And while many tourists venture outside of Old San Juan to experience the abundantly colorful sights and sounds this pueblo offers, they’ve only recently begun to see what loiceños have understood for generations: Loíza’s undisputed role as the mecca of Afro-Puerto Rican culture.
It is here, at the intersection of art and music, that we find two of the town’s most celebrated icons: bomba dancer Raquel Ayala and renowned painter and sculptor Samuel Lind.
Raquel Ayala has always had a passion for dance. As a young child listening to Cheo Feliciano and Ismael “Maelo” Rivera, Ayala —who says salsa was her first love— knew music to be an intrinsic part of her being. Innovating her unique style, she flowed freely to those radio tunes her parents played in their humble home.
At the tender age of seven, she started learning to dance bomba, one of Puerto Rico’s traditional folk genres where call-and-response forms the backdrop of an impassioned conversation between subidor (main drummer) and bailador (dancer).
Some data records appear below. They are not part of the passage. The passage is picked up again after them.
//! Invitation acceptance dialog

use std::sync::Arc;
use async_trait::async_trait;
use serde_json::{json, Value};
use tracing::{info, warn};

use crate::dialogs::{PromptOptions, StepContext, StepDirective, Waterfall};
use crate::events::MessageKind;
use crate::models::{ConnectionInvitationMessage, CONNECTION_INVITATION_TYPE};
use crate::services::{AgentService, NotifyRequest};
use crate::utils::errors::Result;
use crate::utils::invitation::{decode_invitation, invitation_type};
use super::{
    call_agent, provision_if_accepted, report_agent_failure, require_agent, unknown_step,
    ACCEPT_INVITATION, NOTIFY_CONNECTED, YES_NO_PROMPT,
};

const UNSPECIFIED: &str = "[unspecified]";

/// Label to show for a decoded invitation payload
pub fn invitation_label(payload: &Value) -> &str {
    if invitation_type(payload) != Some(CONNECTION_INVITATION_TYPE) {
        return UNSPECIFIED;
    }
    payload.get("label").and_then(Value::as_str).unwrap_or(UNSPECIFIED)
}

/// Accepts a connection invitation link the user pasted.
///
/// Begun with the link as its options. Confirms with the user, makes sure
/// an agent exists, sends the connection request and waits for the
/// response in the background.
pub struct AcceptInvitation {
    agent: Arc<dyn AgentService>,
}

impl AcceptInvitation {
    pub fn new(agent: Arc<dyn AgentService>) -> Self {
        Self { agent }
    }

    fn decode(ctx: &StepContext<'_>) -> Option<Value> {
        let uri = ctx.options().as_str()?;
        match decode_invitation(uri) {
            Ok(payload) => Some(payload),
            Err(e) => {
                warn!(
                    conversation_id = %ctx.turn.reference.conversation_id,
                    error = %e,
                    "Could not decode invitation"
                );
                None
            }
        }
    }

    async fn parse(&self, ctx: &mut StepContext<'_>) -> Result<StepDirective> {
        let Some(payload) = Self::decode(ctx) else {
            ctx.turn.send_text("I couldn't find an invitation in that URL").await?;
            return StepDirective::end(false);
        };

        ctx.turn
            .send_text(format!(
                "It appears you received an invitation to connect from {}.",
                invitation_label(&payload)
            ))
            .await?;
        StepDirective::prompt(YES_NO_PROMPT, PromptOptions::new("Would you like to accept it?"))
    }

    async fn confirm(&self, ctx: &mut StepContext<'_>) -> Result<StepDirective> {
        if ctx.result() == &Value::Bool(true) {
            return StepDirective::next();
        }
        ctx.turn.send_text("Ok").await?;
        StepDirective::end(false)
    }

    async fn accept(&self, ctx: &mut StepContext<'_>) -> Result<StepDirective> {
        let Some(agent_id) = ctx.turn.conversation_state.application_state.provisioning_id.clone() else {
            return StepDirective::end(false);
        };
        let Some(payload) = Self::decode(ctx) else {
            return StepDirective::end(false);
        };
        if invitation_type(&payload) != Some(CONNECTION_INVITATION_TYPE) {
            return StepDirective::end(false);
        }
        let invitation: ConnectionInvitationMessage = match serde_json::from_value(payload) {
            Ok(invitation) => invitation,
            Err(e) => {
                warn!(error = %e, "Invitation payload does not match the connection invitation shape");
                ctx.turn.send_text("I couldn't find an invitation in that URL").await?;
                return StepDirective::end(false);
            }
        };

        ctx.turn.send_typing().await?;

        let agent = &self.agent;
        let accepted = call_agent(ctx.turn, async {
            let context = agent.resolve_context(&agent_id).await?;
            agent.accept_invitation(&context, &invitation).await
        })
        .await?;

        let record = match accepted {
            Ok(record) => record,
            Err(e) => {
                return report_agent_failure(ctx.turn, "accept_invitation", "Sorry, I couldn't accept the invitation.", &e)
                    .await
            }
        };

        info!(
            conversation_id = %ctx.turn.reference.conversation_id,
            connection_id = %record.id,
            "Connection request sent"
        );
        ctx.turn
            .send_text("I accepted the invitation and initiated connection")
            .await?;
        Ok(StepDirective::Next(json!(record.id)))
    }

    async fn notify(&self, ctx: &mut StepContext<'_>) -> Result<StepDirective> {
        match ctx.result().as_str() {
            Some(connection_id) => StepDirective::begin(
                NOTIFY_CONNECTED,
                NotifyRequest::new(MessageKind::ConnectionResponse, connection_id),
            ),
            None => StepDirective::end(false),
        }
    }
}

#[async_trait]
impl Waterfall for AcceptInvitation {
    fn steps(&self) -> &'static [&'static str] {
        &["parse", "confirm", "require_agent", "provision_if_accepted", "accept", "notify"]
    }

    async fn run_step(&self, step: &str, ctx: &mut StepContext<'_>) -> Result<StepDirective> {
        match step {
            "parse" => self.parse(ctx).await,
            "confirm" => self.confirm(ctx).await,
            "require_agent" => require_agent(ctx, "accepting invitations").await,
            "provision_if_accepted" => provision_if_accepted(ctx).await,
            "accept" => self.accept(ctx).await,
            "notify" => self.notify(ctx).await,
            other => Err(unknown_step(ACCEPT_INVITATION, other)),
        }
    }
}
Back then, her father, Don Castor Ayala, began forming what would become the family’s musical legacy, the Ballet Folclórico Los Hermanos Ayala de Loíza (Ayala Folkloric Ballet of Loíza).
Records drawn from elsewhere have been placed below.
#[cfg(test)]
mod tests {
    use super::*;
    use std::collections::BTreeSet;

    use ward_proto::{
        InSync, Policy, PolicyId, Profile, ProfileId, Rule, WorkloadEndpoint, WorkloadEndpointId,
    };
    use ward_store::{PolicyStore, StateSummary};

    fn msg(payload: Payload) -> ToDataplane {
        ToDataplane {
            sequence_number: 0,
            payload: Some(payload),
        }
    }

    fn ip_set_update(id: &str, members: &[&str]) -> ToDataplane {
        msg(Payload::IpsetUpdate(IpSetUpdate {
            id: id.to_string(),
            members: members.iter().map(|m| m.to_string()).collect(),
            r#type: IpSetType::Ip as i32,
        }))
    }

    fn ip_set_delta(id: &str, added: &[&str], removed: &[&str]) -> ToDataplane {
        msg(Payload::IpsetDeltaUpdate(IpSetDeltaUpdate {
            id: id.to_string(),
            added_members: added.iter().map(|m| m.to_string()).collect(),
            removed_members: removed.iter().map(|m| m.to_string()).collect(),
        }))
    }

    fn policy_id(name: &str) -> PolicyId {
        PolicyId {
            tier: "default".to_string(),
            name: name.to_string(),
        }
    }

    fn policy_with_action(action: &str) -> Policy {
        Policy {
            inbound_rules: vec![Rule {
                action: action.to_string(),
                ..Default::default()
            }],
            outbound_rules: vec![],
        }
    }

    fn endpoint_id(workload: &str) -> WorkloadEndpointId {
        WorkloadEndpointId {
            orchestrator_id: "k8s".to_string(),
            workload_id: workload.to_string(),
            endpoint_id: "eth0".to_string(),
        }
    }

    fn members(state: &PolicyState, id: &str, candidates: &[&str]) -> BTreeSet<String> {
        let set = state.ip_set(id).expect("set exists");
        candidates
            .iter()
            .filter(|m| set.contains_member(m))
            .map(|m| m.to_string())
            .collect()
    }

    async fn apply(store: &PolicyStore, update: ToDataplane) -> Result<(), ProtocolError> {
        store.write(|state| apply_update(state, update)).await
    }

    async fn summary(store: &PolicyStore) -> StateSummary {
        store.read(|s| s.summary()).await.expect("open gate")
    }

    #[test]
    fn test_update_kind_classifies_payloads() {
        assert_eq!(update_kind(&Payload::InSync(InSync {})), UpdateKind::InSync);
        assert_eq!(
            update_kind(&Payload::IpsetRemove(IpSetRemove::default())),
            UpdateKind::IpSetRemove
        );
        assert_eq!(
            update_kind(&Payload::WorkloadEndpointRemove(Default::default())),
            UpdateKind::WorkloadEndpointRemove
        );
    }

    #[tokio::test]
    async fn test_update_without_payload_is_ignored() {
        let store = PolicyStore::default();
        let update = ToDataplane {
            sequence_number: 9,
            payload: None,
        };

        assert_eq!(apply(&store, update).await, Ok(()));
        assert_eq!(summary(&store).await, StateSummary::default());
    }

    #[tokio::test]
    async fn test_in_sync_marks_state() {
        let store = PolicyStore::default();
        apply(&store, msg(Payload::InSync(InSync {}))).await.unwrap();

        assert!(summary(&store).await.in_sync);
        assert!(store.is_in_sync());
    }

    #[tokio::test]
    async fn test_ip_set_update_creates_set_with_type() {
        let store = PolicyStore::default();
        let update = msg(Payload::IpsetUpdate(IpSetUpdate {
            id: "s:net".to_string(),
            members: vec!["10.0.0.0/8".to_string()],
            r#type: IpSetType::Net as i32,
        }));
        apply(&store, update).await.unwrap();

        let (set_type, len) = store
            .read(|s| {
                let set = s.ip_set("s:net").expect("created");
                (set.set_type(), set.len())
            })
            .await
            .unwrap();
        assert_eq!(set_type, IpSetType::Net);
        assert_eq!(len, 1);
    }

    #[tokio::test]
    async fn test_ip_set_full_update_is_additive_union() {
        let store = PolicyStore::default();
        apply(&store, ip_set_update("s1", &["10.0.0.1", "10.0.0.2"]))
            .await
            .unwrap();
        apply(&store, ip_set_update("s1", &["10.0.0.2", "10.0.0.3"]))
            .await
            .unwrap();

        let found = store
            .read(|s| members(s, "s1", &["10.0.0.1", "10.0.0.2", "10.0.0.3"]))
            .await
            .unwrap();
        assert_eq!(found.len(), 3);
        assert_eq!(store.read(|s| s.ip_set("s1").map(|s| s.len())).await, Ok(Some(3)));
    }

    #[tokio::test]
    async fn test_ip_set_unknown_type_falls_back_to_ip() {
        let store = PolicyStore::default();
        let update = msg(Payload::IpsetUpdate(IpSetUpdate {
            id: "s1".to_string(),
            members: vec![],
            r#type: 17,
        }));
        apply(&store, update).await.unwrap();

        let set_type = store.read(|s| s.ip_set("s1").map(|s| s.set_type())).await;
        assert_eq!(set_type, Ok(Some(IpSetType::Ip)));
    }

    #[tokio::test]
    async fn test_ip_set_delta_on_unknown_set_is_protocol_error() {
        let store = PolicyStore::default();

        let result = apply(&store, ip_set_delta("missing", &["10.0.0.1"], &[])).await;

        assert_eq!(
            result,
            Err(ProtocolError::UnknownIpSet {
                id: "missing".to_string()
            })
        );
        assert_eq!(summary(&store).await.ip_sets, 0);
    }

    #[tokio::test]
    async fn test_ip_set_delta_adds_then_removes() {
        let store = PolicyStore::default();
        apply(&store, ip_set_update("s1", &["10.0.0.1", "10.0.0.2"]))
            .await
            .unwrap();
        apply(
            &store,
            ip_set_delta("s1", &["10.0.0.3", "10.0.0.9"], &["10.0.0.1", "10.0.0.9"]),
        )
        .await
        .unwrap();

        let found = store
            .read(|s| members(s, "s1", &["10.0.0.1", "10.0.0.2", "10.0.0.3", "10.0.0.9"]))
            .await
            .unwrap();
        let expected: BTreeSet<String> = ["10.0.0.2", "10.0.0.3"]
            .iter()
            .map(|m| m.to_string())
            .collect();
        assert_eq!(found, expected);
    }

    #[tokio::test]
    async fn test_ip_set_delta_member_in_both_lists_ends_absent() {
        let store = PolicyStore::default();
        apply(&store, ip_set_update("s1", &[])).await.unwrap();
        apply(&store, ip_set_delta("s1", &["X"], &["X"])).await.unwrap();

        let contains = store
            .read(|s| s.ip_set("s1").map(|set| set.contains_member("X")))
            .await;
        assert_eq!(contains, Ok(Some(false)));
    }

    #[tokio::test]
    async fn test_ip_set_remove() {
        let store = PolicyStore::default();
        apply(&store, ip_set_update("s1", &["10.0.0.1"])).await.unwrap();
        apply(
            &store,
            msg(Payload::IpsetRemove(IpSetRemove {
                id: "s1".to_string(),
            })),
        )
        .await
        .unwrap();

        assert_eq!(summary(&store).await.ip_sets, 0);
    }

    #[tokio::test]
    async fn test_removing_nonexistent_entries_is_noop() {
        let store = PolicyStore::default();
        apply(&store, ip_set_update("keep", &["10.0.0.1"])).await.unwrap();
        let before = summary(&store).await;

        for update in [
            msg(Payload::IpsetRemove(IpSetRemove {
                id: "nope".to_string(),
            })),
            msg(Payload::ActivePolicyRemove(ActivePolicyRemove {
                id: Some(policy_id("nope")),
            })),
            msg(Payload::ActiveProfileRemove(ActiveProfileRemove {
                id: Some(ProfileId {
                    name: "nope".to_string(),
                }),
            })),
        ] {
            assert_eq!(apply(&store, update).await, Ok(()));
        }

        assert_eq!(summary(&store).await, before);
    }

    #[tokio::test]
    async fn test_policy_update_replaces_wholesale() {
        let store = PolicyStore::default();
        for action in ["allow", "deny"] {
            apply(
                &store,
                msg(Payload::ActivePolicyUpdate(ActivePolicyUpdate {
                    id: Some(policy_id("p1")),
                    policy: Some(policy_with_action(action)),
                })),
            )
            .await
            .unwrap();
        }

        let policy = store
            .read(|s| s.policy_by_id.get(&policy_id("p1")).cloned())
            .await
            .unwrap();
        assert_eq!(policy, Some(policy_with_action("deny")));
    }

    #[tokio::test]
    async fn test_policy_remove() {
        let store = PolicyStore::default();
        apply(
            &store,
            msg(Payload::ActivePolicyUpdate(ActivePolicyUpdate {
                id: Some(policy_id("p1")),
                policy: Some(Policy::default()),
            })),
        )
        .await
        .unwrap();
        apply(
            &store,
            msg(Payload::ActivePolicyRemove(ActivePolicyRemove {
                id: Some(policy_id("p1")),
            })),
        )
        .await
        .unwrap();

        assert_eq!(summary(&store).await.policies, 0);
    }

    #[tokio::test]
    async fn test_policies_in_different_tiers_are_distinct() {
        let store = PolicyStore::default();
        for tier in ["default", "security"] {
            apply(
                &store,
                msg(Payload::ActivePolicyUpdate(ActivePolicyUpdate {
                    id: Some(PolicyId {
                        tier: tier.to_string(),
                        name: "p1".to_string(),
                    }),
                    policy: Some(Policy::default()),
                })),
            )
            .await
            .unwrap();
        }

        assert_eq!(summary(&store).await.policies, 2);
    }

    #[tokio::test]
    async fn test_nil_ids_are_protocol_errors() {
        let store = PolicyStore::default();
        apply(
            &store,
            msg(Payload::ActiveProfileUpdate(ActiveProfileUpdate {
                id: Some(ProfileId {
                    name: "existing".to_string(),
                }),
                profile: Some(Profile::default()),
            })),
        )
        .await
        .unwrap();
        let before = summary(&store).await;

        let cases = [
            (
                msg(Payload::ActivePolicyUpdate(ActivePolicyUpdate {
                    id: None,
                    policy: Some(Policy::default()),
                })),
                ProtocolError::MissingPolicyId {
                    kind: UpdateKind::ActivePolicyUpdate,
                },
            ),
            (
                msg(Payload::ActivePolicyRemove(ActivePolicyRemove { id: None })),
                ProtocolError::MissingPolicyId {
                    kind: UpdateKind::ActivePolicyRemove,
                },
            ),
            (
                msg(Payload::ActiveProfileUpdate(ActiveProfileUpdate {
                    id: None,
                    profile: Some(Profile::default()),
                })),
                ProtocolError::MissingProfileId {
                    kind: UpdateKind::ActiveProfileUpdate,
                },
            ),
            (
                msg(Payload::ActiveProfileRemove(ActiveProfileRemove { id: None })),
                ProtocolError::MissingProfileId {
                    kind: UpdateKind::ActiveProfileRemove,
                },
            ),
        ];

        for (update, expected) in cases {
            assert_eq!(apply(&store, update).await, Err(expected));
        }
        assert_eq!(summary(&store).await, before);
    }

    #[tokio::test]
    async fn test_endpoint_lifecycle() {
        let store = PolicyStore::default();
        let endpoint = WorkloadEndpoint {
            name: "eth0".to_string(),
            ipv4_nets: vec!["10.65.0.2/32".to_string()],
            profile_ids: vec!["kns.default".to_string()],
            ..Default::default()
        };

        apply(
            &store,
            msg(Payload::WorkloadEndpointUpdate(WorkloadEndpointUpdate {
                id: Some(endpoint_id("default/frontend")),
                endpoint: Some(endpoint.clone()),
            })),
        )
        .await
        .unwrap();

        let local = store.read(|s| s.endpoint.clone()).await.unwrap();
        assert_eq!(
            local,
            Some(LocalEndpoint {
                id: endpoint_id("default/frontend"),
                endpoint,
            })
        );

        apply(
            &store,
            msg(Payload::WorkloadEndpointRemove(WorkloadEndpointRemove {
                id: Some(endpoint_id("default/frontend")),
            })),
        )
        .await
        .unwrap();

        assert_eq!(store.read(|s| s.endpoint.clone()).await, Ok(None));
    }

    #[tokio::test]
    async fn test_endpoint_update_replaces_previous() {
        let store = PolicyStore::default();
        for workload in ["default/a", "default/b"] {
            apply(
                &store,
                msg(Payload::WorkloadEndpointUpdate(WorkloadEndpointUpdate {
                    id: Some(endpoint_id(workload)),
                    endpoint: Some(WorkloadEndpoint::default()),
                })),
            )
            .await
            .unwrap();
        }

        let workload = store
            .read(|s| s.endpoint.as_ref().map(|e| e.id.workload_id.clone()))
            .await;
        assert_eq!(workload, Ok(Some("default/b".to_string())));
    }

    /// Story: the final state is the ordered fold of every update
    ///
    /// Applying the same sequence to two fresh stores yields the same state,
    /// and the result reflects the order the updates arrived in.
    #[tokio::test]
    async fn story_replay_is_deterministic() {
        let updates = vec![
            ip_set_update("s1", &["10.0.0.1"]),
            msg(Payload::ActivePolicyUpdate(ActivePolicyUpdate {
                id: Some(policy_id("p1")),
                policy: Some(policy_with_action("allow")),
            })),
            ip_set_delta("s1", &["10.0.0.2"], &["10.0.0.1"]),
            msg(Payload::ActivePolicyUpdate(ActivePolicyUpdate {
                id: Some(policy_id("p1")),
                policy: Some(policy_with_action("deny")),
            })),
            msg(Payload::InSync(InSync {})),
        ];

        let mut snapshots = Vec::new();
        for _ in 0..2 {
            let store = PolicyStore::default();
            for update in updates.clone() {
                apply(&store, update).await.unwrap();
            }
            snapshots.push(
                store
                    .read(|s| {
                        (
                            s.summary(),
                            s.policy_by_id.get(&policy_id("p1")).cloned(),
                            members(s, "s1", &["10.0.0.1", "10.0.0.2"]),
                        )
                    })
                    .await
                    .unwrap(),
            );
        }

        assert_eq!(snapshots[0], snapshots[1]);
        let (summary, policy, set) = &snapshots[0];
        assert!(summary.in_sync);
        assert_eq!(policy, &Some(policy_with_action("deny")));
        assert_eq!(set, &BTreeSet::from(["10.0.0.2".to_string()]));
    }
}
“Being the youngest at the time, the group consisted of my sister Celia and my brothers Marcos and Rubén. Father said I couldn’t be a part of the group until I was older,” Ayala recalled. “Later, when my older siblings married and after Celia had already moved to Boston, it was only me, my nephews and nieces who remained. I was 15.”
By 1959, Don Castor officially founded the dance company as a cultural non-profit organization. Raquel continued fine-tuning her craft as the group’s principal female dancer. In time the group would be offered numerous opportunities to bring bomba to other shores.
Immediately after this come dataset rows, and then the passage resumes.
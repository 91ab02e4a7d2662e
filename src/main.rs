//! Ward - policy sync sidecar
//!
//! Dials the node agent, mirrors its policy state into memory and runs until
//! SIGINT or until the sync ends. Any end other than a requested shutdown is
//! a non-zero exit so the supervisor restarts the sidecar.

use std::future::Future;
use std::sync::Arc;
use std::time::Duration;

use clap::Parser;
use tokio_util::sync::CancellationToken;
use tracing::{error, info, warn};

use ward::store::{PolicyStore, ReadGate};
use ward::sync::{SyncClient, SyncClientConfig, SyncExit, DEFAULT_DIAL_TARGET};
use ward::telemetry::{init_telemetry, TelemetryConfig};

/// Ward - local policy cache fed by the node agent's policy sync API
#[derive(Parser, Debug)]
#[command(name = "ward", version, about, long_about = None)]
struct Cli {
    /// Policy sync server to dial (`unix:///path` or `http://host:port`)
    #[arg(long = "dial", env = "WARD_DIAL_TARGET", default_value = DEFAULT_DIAL_TARGET)]
    dial: String,

    /// Timeout for establishing the connection, in seconds
    #[arg(long, env = "WARD_CONNECT_TIMEOUT_SECS", default_value_t = 10)]
    connect_timeout_secs: u64,

    /// Refuse reads until the initial replay has completed
    #[arg(long, env = "WARD_REQUIRE_IN_SYNC")]
    require_in_sync: bool,

    /// Emit JSON structured logs
    #[arg(long, env = "WARD_LOG_JSON")]
    log_json: bool,
}

impl Cli {
    fn gate(&self) -> ReadGate {
        if self.require_in_sync {
            ReadGate::AwaitInSync
        } else {
            ReadGate::Open
        }
    }

    fn sync_config(&self) -> SyncClientConfig {
        SyncClientConfig {
            target: self.dial.clone(),
            connect_timeout: Duration::from_secs(self.connect_timeout_secs),
        }
    }
}

#[tokio::main]
async fn main() -> anyhow::Result<()> {
    let cli = Cli::parse();

    init_telemetry(TelemetryConfig {
        service_name: "ward".to_string(),
        json: cli.log_json,
    })?;

    let store = Arc::new(PolicyStore::new(cli.gate()));
    let client = SyncClient::new(cli.sync_config());
    let cancel = CancellationToken::new();

    tokio::spawn(cancel_on_signal(tokio::signal::ctrl_c(), cancel.clone()));

    info!(dial_target = %cli.dial, gate = ?store.gate(), "Starting policy sync");
    let result = client.sync(&store, cancel).await;

    match store.read(|state| state.summary()).await {
        Ok(summary) => info!(?summary, "Final policy state"),
        Err(e) => warn!(error = %e, "Policy state never became readable"),
    }

    match result {
        Ok(SyncExit::Cancelled) => {
            info!("Policy sync stopped");
            Ok(())
        }
        Ok(SyncExit::StreamEnded) => Err(anyhow::anyhow!(
            "policy sync server closed the stream"
        )),
        Err(e) => Err(anyhow::anyhow!("policy sync failed: {}", e)),
    }
}

/// Cancel `shutdown` when `signal` fires.
///
/// A signal that can't be installed leaves the sync running.
async fn cancel_on_signal<F>(signal: F, shutdown: CancellationToken)
where
    F: Future<Output = std::io::Result<()>>,
{
    match signal.await {
        Ok(()) => {
            info!("Received shutdown signal");
            shutdown.cancel();
        }
        Err(e) => error!(error = %e, "Failed to listen for shutdown signal"),
    }
}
Traveling internationally to México, the Dominican Republic, Perú, and throughout the East Coast of the United States, the Ayalas showcased Puerto Rico’s vibrantly rich heritage. Their performing in festivals and participating in television and travel channel documentaries allowed bomba to reach a much wider audience.
Today, more than 60 years later, Loíza’s bomba tradition continues. And while Raquel Ayala’s legacy as matriarch remains unquestioned, it goes beyond that of her bloodline. Though she is retired from traveling with the dance troupe her father created, she remains active in their rehearsals , as an observer and educator.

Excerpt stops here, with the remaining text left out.